- What you need to do:
Output nothing but the lines from the first line of the entries to the line with "pub const DATA_DIR: &str", inclusive, exactly as they read.

- Data:
-.-.-

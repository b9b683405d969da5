//! Configuration constants.
//!
//! Defaults for every tunable the library recognizes. Each one can be
//! overridden through [`crate::Config`].

use std::time::Duration;

/// Hard deadline for one fusion fan-out, in milliseconds.
pub const FUSION_DEADLINE_MS: u64 = 4000;

/// Default SQLite database path.
pub const DB_PATH: &str = "./ip_locator.db";

/// Default directory holding the exact-index file.
pub const DATA_DIR: &str = "./data/localdb";

/// Default listen address for the HTTP server.
pub const LISTEN_ADDR: &str = "127.0.0.1:8080";

/// Upper bound on open relational connections.
pub const DB_MAX_CONNECTIONS: u32 = 50;

/// Dedup window length in seconds.
pub const DEDUP_TTL_SECS: u64 = 600;

/// Hot-cache entry TTL in seconds.
pub const CACHE_TTL_SECS: u64 = 600;

/// Bits in the per-bucket dedup bitmap (2^18).
pub const DEDUP_BITMAP_BITS: u32 = 262_144;

/// Hash positions probed per dedup key.
pub const DEDUP_HASH_FUNCTIONS: u32 = 4;

/// Top raw score at or above which a fusion result is also written to the
/// legacy exact table.
pub const MIN_SCORE_FOR_EXACT: f64 = 80.0;

/// Anti-flap margin: an override row is only replaced when the incoming
/// score exceeds the stored one by at least this much.
pub const ANTI_FLAP_MARGIN: f64 = 20.0;

/// Heartbeat period for registered sources.
pub const HEARTBEAT_INTERVAL: Duration = Duration::from_secs(10);

/// Request timeout for remote source calls.
pub const REMOTE_SOURCE_TIMEOUT: Duration = Duration::from_secs(3);

/// Weight ceiling for any source.
pub const MAX_SOURCE_WEIGHT: f64 = 10.0;

/// Default weights per built-in source kind.
pub const WEIGHT_OVERRIDE_KV: f64 = 10.0;
pub const WEIGHT_RADIX: f64 = 5.0;
pub const WEIGHT_XDB: f64 = 5.0;
pub const WEIGHT_EDGE_GEO: f64 = 9.8;
pub const WEIGHT_GEOCODER: f64 = 8.0;
pub const WEIGHT_EXTERNAL: f64 = 5.0;

/// Default REST geocoder endpoint.
pub const GEOCODER_ENDPOINT: &str = "https://restapi.amap.com/v3/ip";

/// Default language window for the radix tree.
pub const RADIX_LANG: &str = "zh-CN";

/// Source tag used when a chain-cache hit is lazily persisted.
pub const FILECACHE_SOURCE_TAG: &str = "filecache";

/// Write key used when fusion produced no anchor.
pub const DEFAULT_ASSOC_KEY: &str = "global";
//! Health & readiness handlers.
//!
//! - GET /healthz  -> simple liveness ("ok")
//! - GET /readyz   -> readiness that checks DB connectivity and disk I/O

use crate::state::AppState;
use axum::{Json, extract::State, http::StatusCode, response::IntoResponse};
use serde::Serialize;
use std::collections::HashMap;
use tokio::fs;
use uuid::Uuid;

/// `GET /healthz`
///
/// Liveness check. Never performs I/O.
pub async fn healthz() -> impl IntoResponse {
    (
        StatusCode::OK,
        Json(HealthResponse {
            status: "ok".into(),
        }),
    )
}

/// `GET /readyz`
///
/// 1. Runs `SELECT 1` against SQLite.
/// 2. Writes, reads back and removes a temp file under the storage root.
///
/// HTTP 200 when all checks pass, HTTP 503 otherwise.
pub async fn readyz(State(state): State<AppState>) -> impl IntoResponse {
    let sqlite_check = match sqlx::query_scalar::<_, i64>("SELECT 1")
        .fetch_one(&*state.storage.db)
        .await
    {
        Ok(1) => CheckStatus::ok(),
        Ok(v) => CheckStatus::failed(format!("unexpected result: {}", v)),
        Err(e) => CheckStatus::failed(format!("error: {}", e)),
    };

    let tmp_path = state
        .storage
        .base_path
        .join(format!(".readyz-{}", Uuid::new_v4()));
    let disk_check = match fs::write(&tmp_path, b"readyz").await {
        Ok(_) => {
            let check = match fs::read(&tmp_path).await {
                Ok(bytes) if bytes == b"readyz" => CheckStatus::ok(),
                Ok(_) => CheckStatus::failed("file content mismatch".to_string()),
                Err(e) => CheckStatus::failed(format!("could not read tmp file: {}", e)),
            };
            match fs::remove_file(&tmp_path).await {
                Err(e) if check.ok => CheckStatus {
                    ok: true,
                    error: Some(format!("could not remove tmp file: {}", e)),
                },
                _ => check,
            }
        }
        Err(e) => CheckStatus::failed(format!("could not write tmp file: {}", e)),
    };

    let overall_ok = sqlite_check.ok && disk_check.ok;
    let checks = HashMap::from([("sqlite", sqlite_check), ("disk", disk_check)]);

    let body = ReadyResponse {
        status: if overall_ok { "ok" } else { "error" }.into(),
        checks,
    };
    let status = if overall_ok {
        StatusCode::OK
    } else {
        StatusCode::SERVICE_UNAVAILABLE
    };
    (status, Json(body))
}

#[derive(Serialize)]
struct HealthResponse {
    status: String,
}

#[derive(Serialize)]
struct ReadyResponse {
    status: String,
    checks: HashMap<&'static str, CheckStatus>,
}

#[derive(Serialize)]
struct CheckStatus {
    ok: bool,
    error: Option<String>,
}

impl CheckStatus {
    fn ok() -> Self {
        Self {
            ok: true,
            error: None,
        }
    }

    fn failed(error: String) -> Self {
        Self {
            ok: false,
            error: Some(error),
        }
    }
}
//! The storage + row operations the QR-code manager depends on.

use crate::{
    errors::AppError,
    models::{
        object::UploadOptions,
        qr_code::{NewQrCode, QrCode},
    },
    state::AppState,
};
use bytes::Bytes;
use std::future::Future;
use tracing::error;
use uuid::Uuid;

pub trait QrCodeBackend {
    /// All QR codes, newest first.
    fn list_qr_codes(&self) -> impl Future<Output = Result<Vec<QrCode>, AppError>> + Send;

    fn upload_object(
        &self,
        bucket: &str,
        key: &str,
        data: Bytes,
        options: UploadOptions,
    ) -> impl Future<Output = Result<(), AppError>> + Send;

    fn public_url(&self, bucket: &str, key: &str) -> String;

    fn insert_qr_code(
        &self,
        new: NewQrCode,
    ) -> impl Future<Output = Result<QrCode, AppError>> + Send;

    fn delete_qr_code(&self, id: Uuid) -> impl Future<Output = Result<(), AppError>> + Send;

    /// Make `id` the single active QR code.
    fn activate_qr_code(&self, id: Uuid) -> impl Future<Output = Result<(), AppError>> + Send;
}

/// In-process backend: the manager talks to the same services the HTTP
/// handlers use.
impl QrCodeBackend for AppState {
    async fn list_qr_codes(&self) -> Result<Vec<QrCode>, AppError> {
        self.qr_codes.list().await
    }

    async fn upload_object(
        &self,
        bucket: &str,
        key: &str,
        data: Bytes,
        options: UploadOptions,
    ) -> Result<(), AppError> {
        self.storage
            .upload_object(bucket, key, data, options)
            .await
            .map(|_| ())
            .map_err(|err| {
                error!("upload of {}/{} failed: {}", bucket, key, err);
                AppError::storage(format!("Failed to upload {}", key))
            })
    }

    fn public_url(&self, bucket: &str, key: &str) -> String {
        self.storage.public_url(bucket, key)
    }

    async fn insert_qr_code(&self, new: NewQrCode) -> Result<QrCode, AppError> {
        self.qr_codes.insert(new).await
    }

    async fn delete_qr_code(&self, id: Uuid) -> Result<(), AppError> {
        self.qr_codes.delete(id).await
    }

    async fn activate_qr_code(&self, id: Uuid) -> Result<(), AppError> {
        self.qr_codes.activate(id).await.map(|_| ())
    }
}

-.-.-

- Exercise result:
repository b9b683405d969da5
//! Configuration constants.
//!
//! Defaults for every tunable the library recognizes. Each one can be
//! overridden through [`crate::Config`].

use std::time::Duration;

/// Hard deadline for one fusion fan-out, in milliseconds.
pub const FUSION_DEADLINE_MS: u64 = 4000;

/// Default SQLite database path.
pub const DB_PATH: &str = "./ip_locator.db";

/// Default directory holding the exact-index file.
pub const DATA_DIR: &str = "./data/localdb";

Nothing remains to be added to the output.